* **Your task**: Copy each line of the entries below that contains the string "Duration".
((
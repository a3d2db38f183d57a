//! The `netsim` cli
use clap::Parser;
use netsim::cmd::SimArgs;

#[derive(Debug, Parser)]
#[clap(name = "netsim", version = netsim::config::VERSION_MESSAGE)]
pub struct App {
    #[clap(flatten)]
    pub sim: SimArgs,
}

#[tokio::main]
async fn main() -> eyre::Result<()> {
    let app = App::parse();
    app.sim.run().await
}
//! Cancellation scopes for the simulator's tasks

use futures::{
    channel::oneshot,
    future::{BoxFuture, FusedFuture, Shared},
    FutureExt,
};
use std::{
    future::Future,
    pin::Pin,
    task::{Context, Poll},
    time::Duration,
};

/// Future that resolves once its scope is cancelled.
///
/// Scopes form a tree. The root scope spans the whole simulator and is
/// cancelled exactly once, at teardown; [`child`](Self::child) derives the
/// scopes handed to in-flight work. A child ends when its parent ends, when
/// its own [`Signal`] fires or is dropped, or once an optional deadline runs
/// out, whichever comes first. Cloning shares the same scope.
#[derive(Clone)]
pub struct Shutdown {
    inner: Shared<BoxFuture<'static, ()>>,
}

// === impl Shutdown ===

impl Shutdown {
    fn new(scope: impl Future<Output = ()> + Send + 'static) -> Self {
        Self { inner: scope.boxed().shared() }
    }

    /// Derives a scope that ends with this one, with the returned signal, or
    /// after `deadline`, whichever comes first.
    ///
    /// The signal doubles as the scope's guard: dropping it cancels the
    /// child, so holding it across an operation ties every task forked under
    /// the child to that operation's lifetime.
    pub fn child(&self, deadline: Option<Duration>) -> (Signal, Shutdown) {
        let (sender, receiver) = oneshot::channel();
        let parent = self.clone();
        let scope = async move {
            let own = receiver.map(drop);
            match deadline {
                Some(deadline) => {
                    tokio::select! {
                        _ = parent => {}
                        _ = own => {}
                        _ = tokio::time::sleep(deadline) => {}
                    }
                }
                None => {
                    tokio::select! {
                        _ = parent => {}
                        _ = own => {}
                    }
                }
            }
        };
        (Signal(sender), Self::new(scope))
    }

    /// Non-blocking check used by scheduler loops between ticks.
    pub fn fired(&self) -> bool {
        self.inner.peek().is_some() || self.inner.is_terminated()
    }
}

impl Future for Shutdown {
    type Output = ();

    fn poll(self: Pin<&mut Self>, cx: &mut Context<'_>) -> Poll<Self::Output> {
        let pin = self.get_mut();
        if pin.inner.is_terminated() || pin.inner.poll_unpin(cx).is_ready() {
            Poll::Ready(())
        } else {
            Poll::Pending
        }
    }
}

/// Cancels one scope, either explicitly or by being dropped.
pub struct Signal(oneshot::Sender<()>);

// === impl Signal ===

impl Signal {
    /// Cancels the scope now.
    pub fn fire(self) -> Result<(), ()> {
        self.0.send(())
    }
}

/// Creates the root scope of a simulator instance.
pub fn signal() -> (Signal, Shutdown) {
    let (sender, receiver) = oneshot::channel();
    (Signal(sender), Shutdown::new(receiver.map(drop)))
}

#[cfg(test)]
mod tests {
    use super::*;

    #[tokio::test]
    async fn the_root_scope_fires_for_every_clone() {
        let (signal, shutdown) = signal();
        let other = shutdown.clone();
        assert!(!shutdown.fired());

        signal.fire().unwrap();
        shutdown.await;
        other.await;
    }

    #[tokio::test]
    async fn dropping_the_signal_cancels_the_scope() {
        let (signal, shutdown) = signal();
        drop(signal);
        shutdown.await;
    }

    #[tokio::test]
    async fn children_end_with_their_parent() {
        let (signal, root) = signal();
        let (_guard, child) = root.child(None);
        assert!(!child.fired());

        signal.fire().unwrap();
        child.await;
    }

    #[tokio::test]
    async fn a_child_signal_leaves_the_parent_alone() {
        let (_root_signal, root) = signal();
        let (guard, child) = root.child(None);

        guard.fire().unwrap();
        child.await;
        assert!(!root.fired());
    }

    #[tokio::test(start_paused = true)]
    async fn deadlines_cancel_a_child_on_their_own() {
        let (_root_signal, root) = signal();
        let (_guard, child) = root.child(Some(Duration::from_secs(3)));

        child.await;
        assert!(!root.fired());
    }
}
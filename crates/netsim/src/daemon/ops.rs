//! Typed domain operations over the daemon CLI

use super::{Daemon, DaemonError, Output};
use crate::shutdown::Shutdown;
use netsim_core::{Ask, Bid, Deal};
use serde::Deserialize;
use serde_json::Value;
use std::{path::Path, sync::Arc, time::Duration};
use tokio::time::sleep;

/// How often and how long peer lists are polled when verifying a connection.
const CONNECT_ATTEMPTS: usize = 10;
const CONNECT_POLL: Duration = Duration::from_millis(200);

impl Daemon {
    /// The node's stable peer identity.
    pub async fn id(&self) -> Result<String, DaemonError> {
        let doc = self.identity().await?;
        match doc.get("ID").and_then(Value::as_str) {
            Some(id) if !id.is_empty() => Ok(id.to_string()),
            _ => Err(DaemonError::Parse("identity document has no ID".to_string())),
        }
    }

    /// The first announced swarm address, used by peers to dial this node.
    pub async fn announced_addr(&self) -> Result<String, DaemonError> {
        let doc = self.identity().await?;
        doc.get("Addresses")
            .and_then(Value::as_array)
            .and_then(|addrs| addrs.first())
            .and_then(Value::as_str)
            .map(str::to_string)
            .ok_or_else(|| DaemonError::Parse("identity document has no addresses".to_string()))
    }

    async fn identity(&self) -> Result<Value, DaemonError> {
        let out = self.run(&["id"]).await?;
        serde_json::from_str(out.trimmed()).map_err(|err| DaemonError::Parse(err.to_string()))
    }

    /// Connects to `remote` and verifies both sides list each other as peers.
    pub async fn connect(&self, remote: &Daemon) -> Result<(), DaemonError> {
        let addr = remote.announced_addr().await?;
        self.run(&["swarm", "connect", &addr]).await?;

        let local_id = self.id().await?;
        let remote_id = remote.id().await?;

        for attempt in 0..CONNECT_ATTEMPTS {
            if attempt > 0 {
                sleep(CONNECT_POLL).await;
            }
            let here = self.run(&["swarm", "peers"]).await?;
            let there = remote.run(&["swarm", "peers"]).await?;
            if here.stdout.contains(&remote_id) && there.stdout.contains(&local_id) {
                return Ok(());
            }
        }
        Err(DaemonError::Connectivity(format!("{local_id} <-> {remote_id} not mutually visible")))
    }

    /// Advances this node's chain by one epoch.
    pub async fn mine_once(&self) -> Result<(), DaemonError> {
        self.run(&["mining", "once"]).await.map(drop)
    }

    /// Blocks until `msg` is included in a block, or `scope` is cancelled.
    pub async fn wait_for_message(&self, msg: &str, scope: Shutdown) -> Result<Output, DaemonError> {
        let args = ["message", "wait", "--return", "--message=false", "--receipt=false", msg];
        tokio::select! {
            out = self.run(&args) => out,
            _ = scope => Err(DaemonError::Cancelled),
        }
    }

    /// Couples a message wait with one round of mining.
    ///
    /// The daemon only includes a message once a block is produced, so the
    /// wait has to be standing before the block is mined; the wait is forked
    /// off first and joined after the mine returns.
    pub async fn mine_for_message(
        self: &Arc<Self>,
        msg: &str,
        scope: Shutdown,
    ) -> Result<Output, DaemonError> {
        let waiter = {
            let daemon = self.clone();
            let msg = msg.to_string();
            tokio::spawn(async move { daemon.wait_for_message(&msg, scope).await })
        };

        let mined = self.mine_once().await;
        let waited = waiter.await.map_err(|_| DaemonError::Cancelled)?;
        mined?;
        waited
    }

    /// Creates this node's miner actor and returns its address.
    ///
    /// Mines once for collateral first, then mines the creation message in.
    pub async fn create_miner(self: &Arc<Self>, scope: Shutdown) -> Result<String, DaemonError> {
        self.mine_once().await?;

        let out = self.run(&["miner", "create", "1000000", "1000"]).await?;
        let msg = out.trimmed().to_string();
        if msg.is_empty() {
            return Err(DaemonError::Parse("miner create returned no message id".to_string()));
        }

        let wait = self.mine_for_message(&msg, scope).await?;
        let addr = wait.trimmed().to_string();
        if addr.is_empty() {
            return Err(DaemonError::EmptyAddress);
        }
        Ok(addr)
    }

    /// Adds a fresh address to the node's wallet and returns it.
    pub async fn create_wallet_addr(&self) -> Result<String, DaemonError> {
        let out = self.run(&["wallet", "addrs", "new"]).await?;
        let addr = out.trimmed().to_string();
        if addr.is_empty() {
            return Err(DaemonError::EmptyAddress);
        }
        Ok(addr)
    }

    /// The node's primary wallet address.
    pub async fn main_wallet_addr(&self) -> Result<String, DaemonError> {
        #[derive(Deserialize)]
        struct Doc {
            #[serde(rename = "Address")]
            address: String,
        }

        let out = self.run(&["address", "ls"]).await?;
        let doc: Doc = serde_json::from_str(out.trimmed())
            .map_err(|err| DaemonError::Parse(err.to_string()))?;
        if doc.address.is_empty() {
            return Err(DaemonError::EmptyAddress);
        }
        Ok(doc.address)
    }

    /// The current balance of `addr`.
    pub async fn wallet_balance(&self, addr: &str) -> Result<u64, DaemonError> {
        let out = self.run(&["wallet", "balance", addr]).await?;
        out.trimmed()
            .parse()
            .map_err(|_| DaemonError::Parse(format!("bad balance: {}", out.trimmed())))
    }

    /// Sends `amount` from one wallet to another and mines the message in.
    pub async fn send_payment(
        self: &Arc<Self>,
        from: &str,
        to: &str,
        amount: u64,
        scope: Shutdown,
    ) -> Result<(), DaemonError> {
        let out = self
            .run(&["message", "send", &format!("--value={amount}"), &format!("--from={from}"), to])
            .await?;
        let msg = out.trimmed().to_string();
        if msg.is_empty() {
            return Err(DaemonError::Parse("message send returned no id".to_string()));
        }
        self.mine_for_message(&msg, scope).await.map(drop)
    }

    /// Posts a storage offer from the given miner actor.
    pub async fn add_ask(&self, miner: &str, size: u64, price: u64) -> Result<(), DaemonError> {
        self.run(&["miner", "add-ask", miner, &size.to_string(), &price.to_string()])
            .await
            .map(drop)
    }

    /// Posts a storage request from `from`.
    pub async fn add_bid(&self, from: &str, size: u64, price: u64) -> Result<(), DaemonError> {
        self.run(&[
            "client",
            "add-bid",
            &format!("--from={from}"),
            &size.to_string(),
            &price.to_string(),
        ])
        .await
        .map(drop)
    }

    /// All open offers on the market.
    pub async fn asks(&self) -> Result<Vec<Ask>, DaemonError> {
        self.run(&["orderbook", "asks"]).await?.records()
    }

    /// All storage requests on the market, matched ones included.
    pub async fn bids(&self) -> Result<Vec<Bid>, DaemonError> {
        self.run(&["orderbook", "bids"]).await?.records()
    }

    /// Imports a file into the node and returns its data reference.
    pub async fn import_file(&self, path: &Path) -> Result<String, DaemonError> {
        let path = path
            .to_str()
            .ok_or_else(|| DaemonError::Parse("non-utf8 import path".to_string()))?;
        let out = self.run(&["client", "import", path]).await?;
        let data = out.trimmed().to_string();
        if data.is_empty() {
            return Err(DaemonError::Parse("import returned no data ref".to_string()));
        }
        Ok(data)
    }

    /// Proposes a deal binding an offer and a request to imported data.
    pub async fn propose_deal(
        &self,
        ask: u64,
        bid: u64,
        data: &str,
    ) -> Result<Deal, DaemonError> {
        let out = self
            .run(&["client", "propose-deal", &format!("--ask={ask}"), &format!("--bid={bid}"), data])
            .await?;
        serde_json::from_str(out.trimmed()).map_err(|err| DaemonError::Parse(err.to_string()))
    }
}
//! tests for the event stream fan-out

use bytes::Bytes;
use netsim::{logs::LogBroadcaster, shutdown};
use tokio::sync::mpsc;

#[tokio::test(flavor = "multi_thread")]
async fn viewers_of_an_empty_stream_observe_nothing() {
    let (_source_tx, source) = mpsc::channel::<Bytes>(8);
    let (signal, on_shutdown) = shutdown::signal();
    let (broadcaster, handle) = LogBroadcaster::new(source, 8, on_shutdown);
    let driver = tokio::spawn(broadcaster.run());

    let mut v1 = handle.subscribe();
    let mut v2 = handle.subscribe();

    signal.fire().unwrap();
    driver.await.unwrap();

    // both viewers observe zero bytes and a clean end of stream
    assert!(v1.recv().await.is_none());
    assert!(v2.recv().await.is_none());
}

#[tokio::test(flavor = "multi_thread")]
async fn late_joiners_get_the_history_replayed() {
    let (source_tx, source) = mpsc::channel::<Bytes>(8);
    let (_signal, on_shutdown) = shutdown::signal();
    let (broadcaster, handle) = LogBroadcaster::new(source, 2, on_shutdown);
    let driver = tokio::spawn(broadcaster.run());

    // v1 joins before any input
    let mut v1 = handle.subscribe();

    source_tx.send(Bytes::from_static(b"A\n")).await.unwrap();
    source_tx.send(Bytes::from_static(b"B\n")).await.unwrap();

    assert_eq!(&v1.recv().await.unwrap()[..], b"A\n");
    assert_eq!(&v1.recv().await.unwrap()[..], b"B\n");

    // v2 joins after both chunks went out and sees the same bytes, replayed
    let mut v2 = handle.subscribe();
    assert_eq!(&v2.recv().await.unwrap()[..], b"A\n");
    assert_eq!(&v2.recv().await.unwrap()[..], b"B\n");

    // input drying up ends every viewer's stream
    drop(source_tx);
    driver.await.unwrap();
    assert!(v1.recv().await.is_none());
    assert!(v2.recv().await.is_none());
}

#[tokio::test(flavor = "multi_thread")]
async fn the_history_is_bounded_by_its_capacity() {
    let (source_tx, source) = mpsc::channel::<Bytes>(8);
    let (_signal, on_shutdown) = shutdown::signal();
    let (broadcaster, handle) = LogBroadcaster::new(source, 2, on_shutdown);
    let driver = tokio::spawn(broadcaster.run());

    // an early viewer forces each chunk through the loop before the next
    let mut witness = handle.subscribe();
    for chunk in [b"1\n", b"2\n", b"3\n"] {
        source_tx.send(Bytes::from_static(chunk)).await.unwrap();
        witness.recv().await.unwrap();
    }

    // only the last two chunks survive for a late joiner
    let mut late = handle.subscribe();
    assert_eq!(&late.recv().await.unwrap()[..], b"2\n");
    assert_eq!(&late.recv().await.unwrap()[..], b"3\n");

    drop(source_tx);
    driver.await.unwrap();
}

#[tokio::test(flavor = "multi_thread")]
async fn a_dead_viewer_does_not_disturb_the_others() {
    let (source_tx, source) = mpsc::channel::<Bytes>(8);
    let (_signal, on_shutdown) = shutdown::signal();
    let (broadcaster, handle) = LogBroadcaster::new(source, 8, on_shutdown);
    let driver = tokio::spawn(broadcaster.run());

    // this one dies right away
    drop(handle.subscribe());
    let mut survivor = handle.subscribe();

    for chunk in [b"x\n", b"y\n"] {
        source_tx.send(Bytes::from_static(chunk)).await.unwrap();
    }

    assert_eq!(&survivor.recv().await.unwrap()[..], b"x\n");
    assert_eq!(&survivor.recv().await.unwrap()[..], b"y\n");

    drop(source_tx);
    driver.await.unwrap();
    assert!(survivor.recv().await.is_none());
}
))
* **Result for this exercise**:
    time::Duration,
    pub fn child(&self, deadline: Option<Duration>) -> (Signal, Shutdown) {
        let (_guard, child) = root.child(Some(Duration::from_secs(3)));
use std::{path::Path, sync::Arc, time::Duration};
const CONNECT_POLL: Duration = Duration::from_millis(200);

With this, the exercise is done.